+++ Task input +++

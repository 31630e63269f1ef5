//! Error types for voice command processing
//!
//! Parsing itself never fails; these cover building a resolver from
//! configuration and writing the language preference.

use thiserror::Error;

#[derive(Debug, Error)]
pub enum TextProcessingError {
    /// Settings or lexicon file rejected
    #[error("Configuration error: {0}")]
    Config(#[from] voice_intent_config::ConfigError),

    /// Preference store unavailable
    #[error("Preference storage error: {0}")]
    Persistence(#[from] voice_intent_persistence::PersistenceError),

    /// Core error
    #[error("Core error: {0}")]
    Core(#[from] voice_intent_core::Error),
}

/// Result type for text processing
pub type Result<T> = std::result::Result<T, TextProcessingError>;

+++

Directions:
This exercise calls for repeating every line of the data exactly.

Answer:
repository 31630e63269f1ef5
//! Error types for voice command processing
//!
//! Parsing itself never fails; these cover building a resolver from
//! configuration and writing the language preference.

use thiserror::Error;

#[derive(Debug, Error)]
pub enum TextProcessingError {
    /// Settings or lexicon file rejected
    #[error("Configuration error: {0}")]
    Config(#[from] voice_intent_config::ConfigError),

    /// Preference store unavailable
    #[error("Preference storage error: {0}")]
    Persistence(#[from] voice_intent_persistence::PersistenceError),

    /// Core error
    #[error("Core error: {0}")]
    Core(#[from] voice_intent_core::Error),
}

/// Result type for text processing
pub type Result<T> = std::result::Result<T, TextProcessingError>;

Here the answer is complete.